→ **WORK ORDER**
Return, from the listing that follows, each line containing the word "AttachedImage".

DATA SECTION: Begin

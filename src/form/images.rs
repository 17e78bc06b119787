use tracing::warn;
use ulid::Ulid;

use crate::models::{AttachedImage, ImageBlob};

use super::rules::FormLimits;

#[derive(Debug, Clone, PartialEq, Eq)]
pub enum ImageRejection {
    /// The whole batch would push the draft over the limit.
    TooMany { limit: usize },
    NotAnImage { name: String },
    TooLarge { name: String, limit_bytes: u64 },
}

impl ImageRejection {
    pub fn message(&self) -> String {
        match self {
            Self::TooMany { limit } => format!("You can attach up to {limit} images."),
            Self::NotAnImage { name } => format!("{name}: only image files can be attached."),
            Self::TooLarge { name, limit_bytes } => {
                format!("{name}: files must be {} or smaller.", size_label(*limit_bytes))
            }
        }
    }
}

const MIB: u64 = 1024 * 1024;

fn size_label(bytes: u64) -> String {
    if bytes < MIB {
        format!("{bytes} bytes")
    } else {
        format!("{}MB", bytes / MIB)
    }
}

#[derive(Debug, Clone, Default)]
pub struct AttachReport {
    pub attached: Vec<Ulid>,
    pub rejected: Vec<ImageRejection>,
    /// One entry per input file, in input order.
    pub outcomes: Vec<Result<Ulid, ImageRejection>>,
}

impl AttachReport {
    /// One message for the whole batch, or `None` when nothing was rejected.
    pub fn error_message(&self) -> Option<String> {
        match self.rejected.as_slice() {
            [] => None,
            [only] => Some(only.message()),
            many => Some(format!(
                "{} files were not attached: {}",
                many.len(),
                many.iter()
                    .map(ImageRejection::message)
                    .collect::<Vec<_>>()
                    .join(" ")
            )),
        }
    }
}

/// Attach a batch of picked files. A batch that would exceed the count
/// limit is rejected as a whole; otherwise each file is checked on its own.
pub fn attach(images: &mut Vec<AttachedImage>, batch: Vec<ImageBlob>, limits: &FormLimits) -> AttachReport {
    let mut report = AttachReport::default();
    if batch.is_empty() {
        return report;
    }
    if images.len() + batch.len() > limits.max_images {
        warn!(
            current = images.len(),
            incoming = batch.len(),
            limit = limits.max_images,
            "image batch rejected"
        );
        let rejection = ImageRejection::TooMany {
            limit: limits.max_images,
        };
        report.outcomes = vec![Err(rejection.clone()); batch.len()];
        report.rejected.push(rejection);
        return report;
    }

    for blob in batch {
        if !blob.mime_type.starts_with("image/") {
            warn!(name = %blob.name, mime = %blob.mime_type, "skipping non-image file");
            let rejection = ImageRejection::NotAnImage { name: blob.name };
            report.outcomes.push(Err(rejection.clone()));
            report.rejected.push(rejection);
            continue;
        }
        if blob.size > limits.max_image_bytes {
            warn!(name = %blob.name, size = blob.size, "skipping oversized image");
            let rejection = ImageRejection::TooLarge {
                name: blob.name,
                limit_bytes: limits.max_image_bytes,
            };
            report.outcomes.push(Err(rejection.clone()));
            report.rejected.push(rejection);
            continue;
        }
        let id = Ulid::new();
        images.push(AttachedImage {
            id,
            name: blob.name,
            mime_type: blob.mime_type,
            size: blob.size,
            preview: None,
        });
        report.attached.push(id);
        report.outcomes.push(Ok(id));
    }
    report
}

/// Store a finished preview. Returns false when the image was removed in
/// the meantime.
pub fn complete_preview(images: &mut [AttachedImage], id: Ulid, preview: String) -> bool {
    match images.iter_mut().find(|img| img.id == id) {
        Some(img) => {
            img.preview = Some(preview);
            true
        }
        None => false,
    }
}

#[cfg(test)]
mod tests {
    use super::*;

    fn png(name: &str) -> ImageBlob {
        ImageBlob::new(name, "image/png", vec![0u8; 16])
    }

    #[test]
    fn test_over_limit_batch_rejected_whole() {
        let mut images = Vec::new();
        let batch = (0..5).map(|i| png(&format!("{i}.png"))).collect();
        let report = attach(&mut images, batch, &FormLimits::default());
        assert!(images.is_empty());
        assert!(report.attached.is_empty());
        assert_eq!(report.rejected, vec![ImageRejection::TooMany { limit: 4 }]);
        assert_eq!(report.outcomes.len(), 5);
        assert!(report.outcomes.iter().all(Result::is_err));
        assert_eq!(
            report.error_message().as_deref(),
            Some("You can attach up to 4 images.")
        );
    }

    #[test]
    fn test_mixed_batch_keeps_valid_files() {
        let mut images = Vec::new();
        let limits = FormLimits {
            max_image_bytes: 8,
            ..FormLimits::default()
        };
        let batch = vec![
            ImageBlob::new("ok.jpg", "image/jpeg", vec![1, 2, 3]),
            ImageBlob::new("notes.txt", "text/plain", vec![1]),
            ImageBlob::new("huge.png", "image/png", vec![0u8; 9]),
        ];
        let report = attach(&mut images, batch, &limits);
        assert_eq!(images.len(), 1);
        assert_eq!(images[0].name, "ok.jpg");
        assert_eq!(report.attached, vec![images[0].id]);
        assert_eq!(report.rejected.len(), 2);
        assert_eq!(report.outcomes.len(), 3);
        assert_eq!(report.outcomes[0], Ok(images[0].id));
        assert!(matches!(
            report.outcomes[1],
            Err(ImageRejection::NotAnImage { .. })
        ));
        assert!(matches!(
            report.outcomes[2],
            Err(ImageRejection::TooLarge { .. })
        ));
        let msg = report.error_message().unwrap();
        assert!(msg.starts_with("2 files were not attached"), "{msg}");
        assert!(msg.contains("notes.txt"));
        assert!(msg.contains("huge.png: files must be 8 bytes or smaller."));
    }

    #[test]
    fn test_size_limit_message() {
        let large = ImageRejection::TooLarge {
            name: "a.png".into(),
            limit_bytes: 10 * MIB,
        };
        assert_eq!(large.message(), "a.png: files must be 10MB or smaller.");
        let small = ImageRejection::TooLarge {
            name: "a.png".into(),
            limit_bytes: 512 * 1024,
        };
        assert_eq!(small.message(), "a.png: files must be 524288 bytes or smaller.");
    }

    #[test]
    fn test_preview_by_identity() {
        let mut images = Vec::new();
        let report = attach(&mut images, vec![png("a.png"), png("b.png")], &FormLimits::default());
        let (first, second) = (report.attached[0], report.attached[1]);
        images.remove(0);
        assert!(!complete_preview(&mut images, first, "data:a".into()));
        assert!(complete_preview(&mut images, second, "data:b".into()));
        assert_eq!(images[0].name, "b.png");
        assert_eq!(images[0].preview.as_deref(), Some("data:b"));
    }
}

DATA SECTION: End

→ **SOLVED EXERCISE**
use crate::models::{AttachedImage, ImageBlob};
pub fn attach(images: &mut Vec<AttachedImage>, batch: Vec<ImageBlob>, limits: &FormLimits) -> AttachReport {
        images.push(AttachedImage {
pub fn complete_preview(images: &mut [AttachedImage], id: Ulid, preview: String) -> bool {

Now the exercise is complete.